- **What is expected**
Would you set down every entry again, exactly as written?

###

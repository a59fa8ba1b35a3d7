//! Begin/end hooks around object fetches and field resolution.

use std::sync::Arc;

use arcstr::ArcStr;

use crate::resolver::Coordinate;

/// Callback invoked when the instrumented unit of work completes.
///
/// Completion callbacks must be reentrancy-safe and must not take per-field
/// locks: they run on the engine's executor, after every cell of the unit has
/// reached a terminal state.
pub type Completion = Box<dyn FnOnce() + Send>;

fn noop() -> Completion {
    Box::new(|| {})
}

/// Instrumentation surface of the engine.
///
/// Every hook returns the completion callback the engine fires when the unit
/// finishes. The default implementations observe nothing.
pub trait Instrumentation: Send + Sync {
    /// An object fetch begins: the engine starts resolving the fields of one
    /// composite value. The completion fires after all of the object's field
    /// resolvers have completed and every cell is terminal.
    fn begin_fetch_object(&self, _type_name: &ArcStr) -> Completion {
        noop()
    }

    /// Same as [`begin_fetch_object`], for serially-executed mutation roots.
    ///
    /// [`begin_fetch_object`]: Instrumentation::begin_fetch_object
    fn begin_fetch_object_serially(&self, _type_name: &ArcStr) -> Completion {
        noop()
    }

    /// A single field resolution begins.
    fn begin_field_resolve(&self, _coordinate: &Coordinate) -> Completion {
        noop()
    }
}

/// The do-nothing default.
#[derive(Clone, Copy, Debug, Default)]
pub struct NoopInstrumentation;

impl Instrumentation for NoopInstrumentation {}

/// Sink for the engine's counters.
///
/// The engine reports `viaduct.execute.requests`, `viaduct.execute.errors`,
/// and `viaduct.plan_cache.miss`; implementations bridge these into whatever
/// metrics system the embedder runs.
pub trait MeterRegistry: Send + Sync {
    /// Adds `value` to the named counter.
    fn increment(&self, metric: &str, value: u64);
}

/// Fans hooks out to a list of instrumentations in order; completions fire in
/// reverse order, innermost first.
pub struct ChainedInstrumentation {
    chain: Vec<Arc<dyn Instrumentation>>,
}

impl ChainedInstrumentation {
    pub fn new(chain: Vec<Arc<dyn Instrumentation>>) -> Self {
        Self { chain }
    }

    fn fan_out<F>(&self, begin: F) -> Completion
    where
        F: Fn(&dyn Instrumentation) -> Completion,
    {
        let mut completions: Vec<Completion> =
            self.chain.iter().map(|i| begin(i.as_ref())).collect();
        Box::new(move || {
            while let Some(done) = completions.pop() {
                done();
            }
        })
    }
}

impl Instrumentation for ChainedInstrumentation {
    fn begin_fetch_object(&self, type_name: &ArcStr) -> Completion {
        self.fan_out(|i| i.begin_fetch_object(type_name))
    }

    fn begin_fetch_object_serially(&self, type_name: &ArcStr) -> Completion {
        self.fan_out(|i| i.begin_fetch_object_serially(type_name))
    }

    fn begin_field_resolve(&self, coordinate: &Coordinate) -> Completion {
        self.fan_out(|i| i.begin_field_resolve(coordinate))
    }
}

###

- **Completed exercise**
repository a59fa8ba1b35a3d7
//! Begin/end hooks around object fetches and field resolution.

use std::sync::Arc;

use arcstr::ArcStr;

use crate::resolver::Coordinate;

/// Callback invoked when the instrumented unit of work completes.
///
/// Completion callbacks must be reentrancy-safe and must not take per-field
/// locks: they run on the engine's executor, after every cell of the unit has
/// reached a terminal state.
pub type Completion = Box<dyn FnOnce() + Send>;

fn noop() -> Completion {
    Box::new(|| {})
}

/// Instrumentation surface of the engine.
///
/// Every hook returns the completion callback the engine fires when the unit
/// finishes. The default implementations observe nothing.
pub trait Instrumentation: Send + Sync {
    /// An object fetch begins: the engine starts resolving the fields of one
    /// composite value. The completion fires after all of the object's field
    /// resolvers have completed and every cell is terminal.
    fn begin_fetch_object(&self, _type_name: &ArcStr) -> Completion {
        noop()
    }

    /// Same as [`begin_fetch_object`], for serially-executed mutation roots.
    ///
    /// [`begin_fetch_object`]: Instrumentation::begin_fetch_object
    fn begin_fetch_object_serially(&self, _type_name: &ArcStr) -> Completion {
        noop()
    }

    /// A single field resolution begins.
    fn begin_field_resolve(&self, _coordinate: &Coordinate) -> Completion {
        noop()
    }
}

/// The do-nothing default.
#[derive(Clone, Copy, Debug, Default)]
pub struct NoopInstrumentation;

impl Instrumentation for NoopInstrumentation {}

/// Sink for the engine's counters.
///
/// The engine reports `viaduct.execute.requests`, `viaduct.execute.errors`,
/// and `viaduct.plan_cache.miss`; implementations bridge these into whatever
/// metrics system the embedder runs.
pub trait MeterRegistry: Send + Sync {
    /// Adds `value` to the named counter.
    fn increment(&self, metric: &str, value: u64);
}

/// Fans hooks out to a list of instrumentations in order; completions fire in
/// reverse order, innermost first.
pub struct ChainedInstrumentation {
    chain: Vec<Arc<dyn Instrumentation>>,
}

impl ChainedInstrumentation {
    pub fn new(chain: Vec<Arc<dyn Instrumentation>>) -> Self {
        Self { chain }
    }

    fn fan_out<F>(&self, begin: F) -> Completion
    where
        F: Fn(&dyn Instrumentation) -> Completion,
    {
        let mut completions: Vec<Completion> =
            self.chain.iter().map(|i| begin(i.as_ref())).collect();
        Box::new(move || {
            while let Some(done) = completions.pop() {
                done();
            }
        })
    }
}

impl Instrumentation for ChainedInstrumentation {
    fn begin_fetch_object(&self, type_name: &ArcStr) -> Completion {
        self.fan_out(|i| i.begin_fetch_object(type_name))
    }

    fn begin_fetch_object_serially(&self, type_name: &ArcStr) -> Completion {
        self.fan_out(|i| i.begin_fetch_object_serially(type_name))
    }

    fn begin_field_resolve(&self, coordinate: &Coordinate) -> Completion {
        self.fan_out(|i| i.begin_field_resolve(coordinate))
    }
}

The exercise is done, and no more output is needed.